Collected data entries
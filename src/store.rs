//! JSON-file document collections.
//!
//! Each collection lives in memory behind a `RwLock` and is written back to a
//! single JSON file after every mutation (temp file + rename, so a crash never
//! leaves a half-written file behind).

use anyhow::{Context, Result};
use parking_lot::RwLock;
use serde::de::DeserializeOwned;
use serde::Serialize;
use std::path::{Path, PathBuf};

pub struct JsonCollection<T> {
    docs: RwLock<Vec<T>>,
    path: PathBuf,
}

impl<T> JsonCollection<T>
where
    T: Clone + Serialize + DeserializeOwned,
{
    pub fn open(path: &Path) -> Result<Self> {
        if let Some(parent) = path.parent() {
            std::fs::create_dir_all(parent)?;
        }

        let docs = if path.exists() {
            let data = std::fs::read_to_string(path)
                .with_context(|| format!("Failed to read collection {}", path.display()))?;
            serde_json::from_str(&data)
                .with_context(|| format!("Corrupt collection file {}", path.display()))?
        } else {
            Vec::new()
        };

        Ok(Self {
            docs: RwLock::new(docs),
            path: path.to_path_buf(),
        })
    }

    pub fn all(&self) -> Vec<T> {
        self.docs.read().clone()
    }

    pub fn count(&self) -> usize {
        self.docs.read().len()
    }

    pub fn find(&self, pred: impl Fn(&T) -> bool) -> Option<T> {
        self.docs.read().iter().find(|d| pred(d)).cloned()
    }

    pub fn filter(&self, pred: impl Fn(&T) -> bool) -> Vec<T> {
        self.docs.read().iter().filter(|d| pred(d)).cloned().collect()
    }

    pub fn insert(&self, doc: T) -> Result<()> {
        let mut docs = self.docs.write();
        docs.push(doc);
        self.persist(&docs)
    }

    /// Insert unless an existing document matches `conflict`. Returns `false` on conflict.
    pub fn insert_unique(&self, doc: T, conflict: impl Fn(&T) -> bool) -> Result<bool> {
        let mut docs = self.docs.write();
        if docs.iter().any(|d| conflict(d)) {
            return Ok(false);
        }
        docs.push(doc);
        self.persist(&docs)?;
        Ok(true)
    }

    /// Apply `f` to the first matching document and return the updated copy.
    pub fn update(&self, pred: impl Fn(&T) -> bool, f: impl FnOnce(&mut T)) -> Result<Option<T>> {
        let mut docs = self.docs.write();
        let Some(doc) = docs.iter_mut().find(|d| pred(d)) else {
            return Ok(None);
        };
        f(doc);
        let updated = doc.clone();
        self.persist(&docs)?;
        Ok(Some(updated))
    }

    pub fn remove(&self, pred: impl Fn(&T) -> bool) -> Result<Option<T>> {
        let mut docs = self.docs.write();
        let Some(idx) = docs.iter().position(|d| pred(d)) else {
            return Ok(None);
        };
        let removed = docs.remove(idx);
        self.persist(&docs)?;
        Ok(Some(removed))
    }

    fn persist(&self, docs: &[T]) -> Result<()> {
        let data = serde_json::to_string_pretty(docs)?;
        let tmp_path = self.path.with_extension("json.tmp");
        std::fs::write(&tmp_path, data)
            .with_context(|| format!("Failed to write {}", tmp_path.display()))?;
        std::fs::rename(&tmp_path, &self.path)
            .with_context(|| format!("Failed to replace {}", self.path.display()))?;
        Ok(())
    }
}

§ Work task
Copy out the data exactly, keeping each line whole.

§ Answer to this problem
filename src/store.rs
//! JSON-file document collections.
//!
//! Each collection lives in memory behind a `RwLock` and is written back to a
//! single JSON file after every mutation (temp file + rename, so a crash never
//! leaves a half-written file behind).

use anyhow::{Context, Result};
use parking_lot::RwLock;
use serde::de::DeserializeOwned;
use serde::Serialize;
use std::path::{Path, PathBuf};

pub struct JsonCollection<T> {
    docs: RwLock<Vec<T>>,
    path: PathBuf,
}

impl<T> JsonCollection<T>
where
    T: Clone + Serialize + DeserializeOwned,
{
    pub fn open(path: &Path) -> Result<Self> {
        if let Some(parent) = path.parent() {
            std::fs::create_dir_all(parent)?;
        }

        let docs = if path.exists() {
            let data = std::fs::read_to_string(path)
                .with_context(|| format!("Failed to read collection {}", path.display()))?;
            serde_json::from_str(&data)
                .with_context(|| format!("Corrupt collection file {}", path.display()))?
        } else {
            Vec::new()
        };

        Ok(Self {
            docs: RwLock::new(docs),
            path: path.to_path_buf(),
        })
    }

    pub fn all(&self) -> Vec<T> {
        self.docs.read().clone()
    }

    pub fn count(&self) -> usize {
        self.docs.read().len()
    }

    pub fn find(&self, pred: impl Fn(&T) -> bool) -> Option<T> {
        self.docs.read().iter().find(|d| pred(d)).cloned()
    }

    pub fn filter(&self, pred: impl Fn(&T) -> bool) -> Vec<T> {
        self.docs.read().iter().filter(|d| pred(d)).cloned().collect()
    }

    pub fn insert(&self, doc: T) -> Result<()> {
        let mut docs = self.docs.write();
        docs.push(doc);
        self.persist(&docs)
    }

    /// Insert unless an existing document matches `conflict`. Returns `false` on conflict.
    pub fn insert_unique(&self, doc: T, conflict: impl Fn(&T) -> bool) -> Result<bool> {
        let mut docs = self.docs.write();
        if docs.iter().any(|d| conflict(d)) {
            return Ok(false);
        }
        docs.push(doc);
        self.persist(&docs)?;
        Ok(true)
    }

    /// Apply `f` to the first matching document and return the updated copy.
    pub fn update(&self, pred: impl Fn(&T) -> bool, f: impl FnOnce(&mut T)) -> Result<Option<T>> {
        let mut docs = self.docs.write();
        let Some(doc) = docs.iter_mut().find(|d| pred(d)) else {
            return Ok(None);
        };
        f(doc);
        let updated = doc.clone();
        self.persist(&docs)?;
        Ok(Some(updated))
    }

    pub fn remove(&self, pred: impl Fn(&T) -> bool) -> Result<Option<T>> {
        let mut docs = self.docs.write();
        let Some(idx) = docs.iter().position(|d| pred(d)) else {
            return Ok(None);
        };
        let removed = docs.remove(idx);
        self.persist(&docs)?;
        Ok(Some(removed))
    }

    fn persist(&self, docs: &[T]) -> Result<()> {
        let data = serde_json::to_string_pretty(docs)?;
        let tmp_path = self.path.with_extension("json.tmp");
        std::fs::write(&tmp_path, data)
            .with_context(|| format!("Failed to write {}", tmp_path.display()))?;
        std::fs::rename(&tmp_path, &self.path)
            .with_context(|| format!("Failed to replace {}", self.path.display()))?;
        Ok(())
    }
}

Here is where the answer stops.